Iris Care and Growth
“”Thou art the Iris, fair among the fairest, Who, armed with golden rod – And winged with the celestial azure, bearest; the message of some God.””
– Henry Wadsworth Longfellow
Iris - a propagation primer
Irises, those tall and elegant garden standards are among the easiest to grow of all our flowers in the garden beds. One of the benefits of growing bearded iris (Iris spp.) is the ability to share them with friends or add them to other garden areas when you dig and divide them every few years. This keeps the iris performing and blooming at its peak. If left undivided, flowering decreases and the rhizome is subject to pests and damage from soft rot and borers.
Large, showy flowers appear from early spring into summer, depending on the cultivar, in all colors and color combinations, giving iris the name of rainbow flower. Bearded iris grow in U.S. Department of Agriculture plant hardiness zones 3 through 10.
Irises are relatively easy to divide and it doesn’t take much time. Just a little know how.
The following will walk you through the steps.
1 – Digging the clump
Choose a clump of irises that are relatively growing close together and showing their rhizomes jutting from the surrounding ground. If the surrounding soil is dry, water thoroughly a day or so before you dig them up. If you have more than one variety that you wish to divide, label each clump as you dig them to avoid mix ups. Use a pitch fork or spade to loosen the soil around and under the clump, being careful not to cut into the rhizomes growing near the edge. Be sure to dig deep enough to get underneath the entire mass that you are going to divide and go far enough out from this clump to avoid damaging any of the root structure of the iris mass. Then, lift the entire clump out of the ground and shake and wash away any soil adhering to the rhizomes and the root structures. I have found that the early morning hours are the best time to divide irises as the morning is cooler and therefore there will be less stress placed upon the plant when dividing occurs. however early evening would suffice also, I just advise against transplanting or dividing any plant during the heat of the mid-afternoon during the growing season.
2 – Make your cuts
The clump will consist of older and somewhat spongy rhizomes with the lighter colored newer and younger ones growing from their sides. Using a sharp knife, cut away the young rhizomes. Discard any older pieces that are undersized or diseased. Trimming the leaves to one third of their original height reduces moisture loss. Each of your cuts should consist of a firm rhizome and a fan or trimmed healthy leaves. As shown in the photo to the left, the irises are separated now into three new planting groups and have been washed off thoroughly. The dirt should also be gently removed from root and rhizome structures to allow for close inspection for any unhealthy or diseased parts.

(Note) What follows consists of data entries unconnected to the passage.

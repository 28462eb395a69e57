//! Tool configuration.

use crate::constants::{DEFAULT_FALLBACK_TRANSITION_HEIGHT, DEFAULT_TRANSITION_FALLOFF};

/// Configuration for the LOD reconciliation tools.
#[derive(Clone, Copy, Debug, PartialEq)]
pub struct LodToolsConfig {
  /// Scan renderers attached to inactive objects too.
  pub include_inactive: bool,

  /// Height for a synthesized level 0 (no predecessor to halve).
  pub fallback_transition_height: f32,

  /// Divisor applied to the previous level's height for each synthesized
  /// level.
  pub transition_falloff: f32,
}

impl LodToolsConfig {
  /// Transition height for a synthesized level following `previous`.
  ///
  /// `None` means there is no previous level.
  #[inline]
  pub fn synthesized_height(&self, previous: Option<f32>) -> f32 {
    match previous {
      Some(height) => height / self.transition_falloff,
      None => self.fallback_transition_height,
    }
  }
}

impl Default for LodToolsConfig {
  fn default() -> Self {
    Self {
      include_inactive: true,
      fallback_transition_height: DEFAULT_FALLBACK_TRANSITION_HEIGHT,
      transition_falloff: DEFAULT_TRANSITION_FALLOFF,
    }
  }
}
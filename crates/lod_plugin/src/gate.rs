//! Cooldown gates and the idle-tick queue.
//!
//! Hosts poll "can this command run?" once per menu frame per context, often
//! many times for a single user interaction. A [`CooldownGate`] lets the
//! first poll of a decision cycle do the real work and makes every later poll
//! reuse its result. Gates are released by [`IdleTask`]s queued on an
//! [`IdleQueue`], which the host drains once its event loop goes idle.
//!
//! ```text
//!            first query: acquire + schedule release
//!   IDLE ───────────────────────────────────────────► ACTIVE
//!    ▲                                                  │ repeat queries
//!    │              IdleQueue::drain (next idle tick)   │ reuse cached result
//!    └──────────────────────────────────────────────────┘
//! ```

/// Work deferred to the host's next idle tick.
#[derive(Clone, Copy, Debug, PartialEq, Eq, Hash)]
pub enum IdleTask {
  /// Allow the next query to rebuild manifests.
  ReleaseManifestCooldown,
  /// Allow the next level selection to run.
  ReleaseSelectionCooldown,
}

/// Tasks waiting for the next idle tick. Each fires exactly once.
#[derive(Debug, Default)]
pub struct IdleQueue {
  tasks: Vec<IdleTask>,
}

impl IdleQueue {
  /// Create an empty queue.
  pub fn new() -> Self {
    Self::default()
  }

  /// Schedule a task for the next idle tick.
  pub fn schedule(&mut self, task: IdleTask) {
    self.tasks.push(task);
  }

  /// Number of pending tasks.
  pub fn len(&self) -> usize {
    self.tasks.len()
  }

  /// Check if nothing is pending.
  pub fn is_empty(&self) -> bool {
    self.tasks.is_empty()
  }

  /// Take every pending task, leaving the queue empty.
  pub fn drain(&mut self) -> impl Iterator<Item = IdleTask> + '_ {
    self.tasks.drain(..)
  }
}

/// Single-shot-per-cycle latch.
#[derive(Debug, Default)]
pub struct CooldownGate {
  active: bool,
}

impl CooldownGate {
  /// Create an open gate.
  pub fn new() -> Self {
    Self::default()
  }

  /// Check if the cooldown is running.
  #[inline]
  pub fn is_active(&self) -> bool {
    self.active
  }

  /// Start the cooldown if it isn't running.
  ///
  /// Returns `true` only for the caller that opened it, who must schedule
  /// `release` on `idle`.
  pub fn try_acquire(&mut self, idle: &mut IdleQueue, release: IdleTask) -> bool {
    if self.active {
      return false;
    }
    self.active = true;
    idle.schedule(release);
    true
  }

  /// End the cooldown.
  pub fn release(&mut self) {
    self.active = false;
  }
}

#[cfg(test)]
mod tests {
  use super::*;

  #[test]
  fn test_gate_opens_once_per_cycle() {
    let mut idle = IdleQueue::new();
    let mut gate = CooldownGate::new();

    assert!(gate.try_acquire(&mut idle, IdleTask::ReleaseManifestCooldown));
    assert!(!gate.try_acquire(&mut idle, IdleTask::ReleaseManifestCooldown));
    assert!(!gate.try_acquire(&mut idle, IdleTask::ReleaseManifestCooldown));
    assert_eq!(idle.len(), 1, "Only the opener schedules a release");
  }

  #[test]
  fn test_release_reopens_gate() {
    let mut idle = IdleQueue::new();
    let mut gate = CooldownGate::new();
    gate.try_acquire(&mut idle, IdleTask::ReleaseSelectionCooldown);

    let tasks: Vec<_> = idle.drain().collect();
    assert_eq!(tasks, vec![IdleTask::ReleaseSelectionCooldown]);
    assert!(idle.is_empty());

    gate.release();
    assert!(!gate.is_active());
    assert!(gate.try_acquire(&mut idle, IdleTask::ReleaseSelectionCooldown));
  }
}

Separate your clump into as many masses similar in size as you can and trim the leaves as shown to 1/3 of original height.
3 – Inspection
Sometimes, irises may be infested with borers. These are pinkish colored larvae (grubs with brown heads). These tunnel into and devour the rhizome tissue, often leaving a visible wound open to infection which leads to soft rot. Remove and kill all borers you find and cut away any damaged tissue. To prevent infection, you can soak the rhizomes for about 30 minutes in a 10% solution of regular household bleach, followed by a dusting of powdered sulfur. Allow the trimmed and soaked plants to dry for several hours in a shady place, giving them time to heal.
In the image to the right, on the right hand side you can see some damaged rhizomes. These will be removed, making sure to get all the damaged area when cutting. Discard this, being sure not to just toss it back into the garden beds, as disease can and will spread if done so.

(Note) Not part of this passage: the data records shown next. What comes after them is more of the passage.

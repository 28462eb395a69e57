//! Scoped undo transactions.
//!
//! ```ignore
//! let mut tx = UndoTransaction::begin(host, root, APPEND_UNDO_LABEL);
//! tx.set_lod_group(root, corrected)?;
//! // entry committed when `tx` drops, on every exit path
//! ```

use std::ops::{Deref, DerefMut};

use crate::host::UndoHost;

/// Undo entry held open for the lifetime of the guard.
///
/// Pre-mutation state is recorded in [`begin`](Self::begin), before any write
/// can happen through the guard. The entry is committed on drop, including
/// when a write fails and the caller returns early with `?`.
pub struct UndoTransaction<'h, H: UndoHost + ?Sized> {
  host: &'h mut H,
  label: &'static str,
}

impl<'h, H: UndoHost + ?Sized> UndoTransaction<'h, H> {
  /// Record `object` and open an undo entry.
  pub fn begin(host: &'h mut H, object: H::Object, label: &'static str) -> Self {
    host.record_before_mutation(object, label);
    Self { host, label }
  }
}

impl<H: UndoHost + ?Sized> Deref for UndoTransaction<'_, H> {
  type Target = H;

  fn deref(&self) -> &H {
    self.host
  }
}

impl<H: UndoHost + ?Sized> DerefMut for UndoTransaction<'_, H> {
  fn deref_mut(&mut self) -> &mut H {
    self.host
  }
}

impl<H: UndoHost + ?Sized> Drop for UndoTransaction<'_, H> {
  fn drop(&mut self) {
    self.host.commit_undo(self.label);
  }
}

Irises prefer full sun so you should alway plant irises in a sunny locale with good drainage. Dig you hole and check for borers in the soil. The new planting hole should be 25% larger than the clump going in to allow for growth. Place some potting soil on the bottom, lay the clump on this and fill in around the edges. Give them a light application of 5-10-10 fertilizer. When planting, allow for 12 to 18 inches between your new clumps. Arrange them in a triangle with their fans pointing outward and the fan of the third one pointing inwards. Do not tamp the soil but just gently place it around the root structures and rhizomes.

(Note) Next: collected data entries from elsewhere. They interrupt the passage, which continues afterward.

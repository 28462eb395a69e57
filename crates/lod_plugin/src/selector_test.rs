use super::*;
use crate::test_utils::{single_level_group, MockScene};
use crate::types::{LodGroup, LodLevel};

/// Two roots: `rock` with 2 levels, `tree` with 3.
fn two_roots() -> (MockScene, u32, u32, Vec<u32>) {
  let mut scene = MockScene::new();
  let rock = scene.spawn_root("Rock", single_level_group(0.5, &[]));
  let r0 = scene.spawn_renderer(rock, "Rock_LOD0");
  let r1 = scene.spawn_renderer(rock, "Rock_LOD1");
  scene.set_group(
    rock,
    LodGroup::from_levels([LodLevel::new(0.5, [r0]), LodLevel::new(0.25, [r1])]),
  );

  let tree = scene.spawn_root("Tree", single_level_group(0.5, &[]));
  let t0 = scene.spawn_renderer(tree, "Tree_LOD0");
  let t1 = scene.spawn_renderer(tree, "Tree_LOD1");
  let t2 = scene.spawn_renderer(tree, "Tree_LOD2");
  scene.set_group(
    tree,
    LodGroup::from_levels([
      LodLevel::new(0.5, [t0]),
      LodLevel::new(0.25, [t1]),
      LodLevel::new(0.1, [t2]),
    ]),
  );
  (scene, rock, tree, vec![r0, r1, t0, t1, t2])
}

#[test]
fn test_can_select_requires_level_on_every_root() {
  let (mut scene, rock, tree, _) = two_roots();
  scene.select(&[rock, tree]);

  assert!(can_select_at_level(&scene, 0));
  assert!(can_select_at_level(&scene, 1));
  assert!(!can_select_at_level(&scene, 2), "Rock has only 2 levels");

  scene.select(&[tree]);
  assert!(can_select_at_level(&scene, 2));
  assert!(!can_select_at_level(&scene, 8));
}

#[test]
fn test_can_select_false_without_lod_roots() {
  let (mut scene, rock, _, _) = two_roots();
  scene.select(&[]);
  assert!(!can_select_at_level(&scene, 0));

  let plain = scene.spawn_node(rock, "Plain");
  scene.select(&[plain]);
  assert!(!can_select_at_level(&scene, 0));
}

#[test]
fn test_select_replaces_selection_across_roots() {
  let (mut scene, rock, tree, ids) = two_roots();
  scene.select(&[rock, tree]);
  let mut idle = IdleQueue::new();
  let mut selector = LevelSelector::new();

  let count = selector.select(&mut scene, &mut idle, 1).expect("valid level");

  assert_eq!(count, Some(2));
  assert_eq!(scene.selection(), vec![ids[1], ids[3]]);
}

#[test]
fn test_select_filters_missing_renderers() {
  let (mut scene, rock, tree, ids) = two_roots();
  scene.despawn(ids[2]);
  scene.select(&[rock, tree]);
  let mut idle = IdleQueue::new();
  let mut selector = LevelSelector::new();

  selector.select(&mut scene, &mut idle, 0).expect("valid level");
  assert_eq!(scene.selection(), vec![ids[0]]);
}

/// The second call in the same cycle would see the renderer selection and
/// clear it; the cooldown keeps the first result.
#[test]
fn test_select_is_single_shot_per_cycle() {
  let (mut scene, rock, tree, ids) = two_roots();
  scene.select(&[rock, tree]);
  let mut idle = IdleQueue::new();
  let mut selector = LevelSelector::new();

  assert_eq!(selector.select(&mut scene, &mut idle, 0), Ok(Some(2)));
  assert_eq!(selector.select(&mut scene, &mut idle, 0), Ok(None));
  assert_eq!(scene.selection(), vec![ids[0], ids[2]]);
  assert!(selector.cooldown_active());

  for task in idle.drain() {
    assert_eq!(task, IdleTask::ReleaseSelectionCooldown);
  }
  selector.release_cooldown();

  // The selection is now renderers, which carry no group
  assert_eq!(selector.select(&mut scene, &mut idle, 0), Ok(Some(0)));
  assert!(scene.selection().is_empty());
}

#[test]
fn test_select_rejects_out_of_range_level() {
  let (mut scene, rock, _, _) = two_roots();
  scene.select(&[rock]);
  let mut idle = IdleQueue::new();
  let mut selector = LevelSelector::new();

  assert_eq!(
    selector.select(&mut scene, &mut idle, 9),
    Err(LodError::LevelOutOfRange { level: 9, max: 7 })
  );
  assert!(!selector.cooldown_active(), "Rejected calls don't start cooldown");
}

#[test]
fn test_renderers_at_level_dedupes_shared_references() {
  let mut scene = MockScene::new();
  let a = scene.spawn_root("A", single_level_group(0.5, &[]));
  let shared = scene.spawn_renderer(a, "Shared_LOD0");
  scene.set_group(a, single_level_group(0.5, &[shared]));
  let b = scene.spawn_root("B", single_level_group(0.5, &[shared]));

  assert_eq!(renderers_at_level(&scene, &[a, b], 0), vec![shared]);
  assert!(renderers_at_level(&scene, &[a, b], 3).is_empty());
}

When I plant, I alway fill in around the root structure and then apply a light watering to naturally tamp the soil around the base of the plant, providing it with adequate support to being new growth. Then I fill in the rest or the hole and continue with my watering of the entire area. Soak it well. It sure is thirsty now.
5 – Care
Water these new plantings immediately to settle the soil around the roots. If you replant during a hot and sunny spell of continual weather, keep an eye on them and water them when dry to avoid drying out the newly planted rhizomes. Otherwise irrigate every 8 to 10 days throughout the rest of the year.